And you seem to be raising the question whether (S) is an extralinguistic state of affairs. Well, it cannot be wholly extralinguistic. (S) exists only if the English language does. It is not wholly intralinguistic either like
T. 'Cat''s having three letters.
The earth's beings pheroid wuould be an example of a wholly extralinguistic state of affairs in that it obtains whether or not any language exists.
Posted by: Bill Vallicella | Tuesday, January 15, 2013 at 05:27 AM
Milo,
While your observation about what might be called inherently language-facts is correct, it does not seem to me to weigh heavily against Bill's overall position regarding ostrich nominalism. The later rejects wholesale that certain true statements involving predicates requires an extralinguistic entity such as properties. Bill only needs to show that some such statements seem to require such extralinguistic entities. He need not show that all true statements require an extralinguistic truth-maker. Hence, Bill's position is compatible with your observation.
Posted by: Peter Lupu | Tuesday, January 15, 2013 at 12:14 PM
Thanks, Peter. By the way, do you see the difference between the ostrich nominalist and the ostrich realist? Van Inwagen would be an example of the latter.
Posted by: Bill Vallicella | Tuesday, January 15, 2013 at 02:45 PM
Jonathan,
But I don't think that explains the surge. The day ended with 3, 565 pageviews. Normally I might get 1500-1800 in a day.
The crack about ostrich nominalism was a joke. Politics and religion draws people, not topics of interest only to professional philosophers.
I am wondering if Google is going through my entire site and capturing and archiving the content.

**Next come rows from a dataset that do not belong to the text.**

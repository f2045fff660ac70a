//! Point-to-point transport over one TCP connection.
//!
//! One dedicated read task per transport decodes frames and routes them:
//! correlated responses wake the requester blocked in [`TcpTransport::request`],
//! everything else goes to the registered listener. Writers share a single
//! lock, so same-connection commands always leave in submission order.

use std::collections::HashMap;
use std::sync::atomic::{AtomicBool, AtomicI32, Ordering};
use std::sync::{Arc, Mutex as StdMutex};
use std::time::{Duration, Instant};

use async_trait::async_trait;
use bytes::BytesMut;
use futures::StreamExt;
use tokio::io::AsyncWriteExt;
use tokio::net::tcp::{OwnedReadHalf, OwnedWriteHalf};
use tokio::net::TcpStream;
use tokio::sync::{oneshot, watch, Mutex};
use tokio::task::JoinHandle;
use tokio_util::codec::FramedRead;

use openwire_core::command::info::KeepAliveInfo;
use openwire_core::{
    Command, OpenWireCodec, OpenWireError, OpenWireFormat, Result, WireFormatOptions,
};

use super::{Transport, TransportListener};

/// Handshake/liveness state of one TCP link.
#[derive(Debug, Clone, Copy, PartialEq, Eq)]
enum LinkStatus {
    /// Wire format infos are being exchanged; application sends wait.
    Negotiating,
    /// Negotiation complete; traffic flows.
    Ready,
    /// Dead after an I/O or protocol failure.
    Failed,
    /// Explicitly stopped.
    Closed,
}

type PendingMap = StdMutex<HashMap<i32, oneshot::Sender<Result<Command>>>>;

struct TcpCore {
    remote: String,
    codec: OpenWireCodec,
    writer: Mutex<Option<OwnedWriteHalf>>,
    pending: Arc<PendingMap>,
    listener: StdMutex<Option<Arc<dyn TransportListener>>>,
    command_ids: AtomicI32,
    status_tx: watch::Sender<LinkStatus>,
    last_write: StdMutex<Instant>,
    failed: AtomicBool,
    closing: AtomicBool,
}

impl TcpCore {
    async fn send_command(&self, command: &Command) -> Result<()> {
        let mut buf = BytesMut::new();
        self.codec.with_format(|format| format.marshal(command, &mut buf))?;

        let mut writer = self.writer.lock().await;
        let stream = writer.as_mut().ok_or_else(|| {
            OpenWireError::Connection(format!("transport to {} is closed", self.remote))
        })?;
        if let Err(e) = stream.write_all(&buf).await {
            drop(writer);
            let message = format!("failed to write to {}: {}", self.remote, e);
            self.fail(OpenWireError::Connection(message.clone()));
            return Err(OpenWireError::Connection(message));
        }
        *self.last_write.lock().expect("clock lock poisoned") = Instant::now();
        Ok(())
    }

    /// Routes one inbound command. Errors returned here are protocol
    /// violations and kill the transport.
    fn process_incoming(self: &Arc<Self>, command: Command) -> Result<()> {
        let ready = *self.status_tx.borrow() == LinkStatus::Ready;

        if !ready {
            return match command {
                Command::WireFormatInfo(info) => {
                    self.codec.with_format(|format| format.renegotiate(&info))?;
                    let _ = self.status_tx.send_replace(LinkStatus::Ready);
                    Ok(())
                }
                other => Err(OpenWireError::Protocol(format!(
                    "received {} before wire format negotiation completed",
                    other.name()
                ))),
            };
        }

        if let Some(correlation_id) = command.correlation_id() {
            let waiter = self
                .pending
                .lock()
                .expect("pending lock poisoned")
                .remove(&correlation_id);
            match waiter {
                Some(tx) => {
                    let result = match command {
                        Command::ExceptionResponse(response) => {
                            let error = response.exception.unwrap_or_default();
                            Err(OpenWireError::Broker {
                                exception_class: error.exception_class,
                                message: error.message,
                            })
                        }
                        other => Ok(other),
                    };
                    let _ = tx.send(result);
                }
                None => {
                    // Late response after its requester timed out; it must
                    // not match anything else.
                    tracing::debug!(correlation_id, "response with no waiter, dropping");
                }
            }
            return Ok(());
        }

        match command {
            Command::KeepAliveInfo(_) => {
                tracing::trace!(remote = %self.remote, "keepalive received");
            }
            Command::WireFormatInfo(info) => {
                // Mid-stream renegotiation requested by the peer.
                self.codec.with_format(|format| format.renegotiate(&info))?;
            }
            other => {
                let listener = self
                    .listener
                    .lock()
                    .expect("listener lock poisoned")
                    .clone();
                match listener {
                    Some(listener) => listener.on_command(other),
                    None => tracing::warn!(
                        remote = %self.remote,
                        command = other.name(),
                        "inbound command dropped: no listener registered"
                    ),
                }
            }
        }
        Ok(())
    }

    /// Marks the transport dead, failing all waiters and notifying the
    /// listener exactly once. Explicit stops skip the listener.
    fn fail(&self, error: OpenWireError) {
        if self.failed.swap(true, Ordering::AcqRel) {
            return;
        }
        if *self.status_tx.borrow() != LinkStatus::Closed {
            let _ = self.status_tx.send_replace(LinkStatus::Failed);
        }

        let waiters: Vec<oneshot::Sender<Result<Command>>> = {
            let mut pending = self.pending.lock().expect("pending lock poisoned");
            pending.drain().map(|(_, tx)| tx).collect()
        };
        for tx in waiters {
            let _ = tx.send(Err(OpenWireError::Connection(format!(
                "transport to {} failed: {}",
                self.remote, error
            ))));
        }

        if self.closing.load(Ordering::Acquire) {
            return;
        }
        tracing::warn!(remote = %self.remote, error = %error, "transport failed");
        let listener = self
            .listener
            .lock()
            .expect("listener lock poisoned")
            .clone();
        if let Some(listener) = listener {
            listener.on_exception(error);
        }
    }
}

async fn read_loop(core: Arc<TcpCore>, mut framed: FramedRead<OwnedReadHalf, OpenWireCodec>) {
    loop {
        match framed.next().await {
            Some(Ok(command)) => {
                tracing::trace!(remote = %core.remote, command = command.name(), "received");
                if let Err(e) = core.process_incoming(command) {
                    core.fail(e);
                    break;
                }
            }
            Some(Err(e)) => {
                core.fail(e);
                break;
            }
            None => {
                core.fail(OpenWireError::Connection(format!(
                    "connection to {} closed by peer",
                    core.remote
                )));
                break;
            }
        }
    }
}

/// A response being awaited; dropping it abandons the wait.
pub(crate) struct PendingResponse {
    id: i32,
    rx: oneshot::Receiver<Result<Command>>,
    pending: Arc<PendingMap>,
}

Posted by: Bill Vallicella | Tuesday, January 15, 2013 at 04:33 PM
Bill,
I suppose the Ostrich Realist is intimately committed to a deflationary approach to truth, etc. So while the Ostrich Nominalist at least takes a metaphysical stand by denying a metaphysical position about the existence of properties, the Ostrich Realist wishes to endorse the truth of (1) without explaining what makes it true: hence, deflationary character.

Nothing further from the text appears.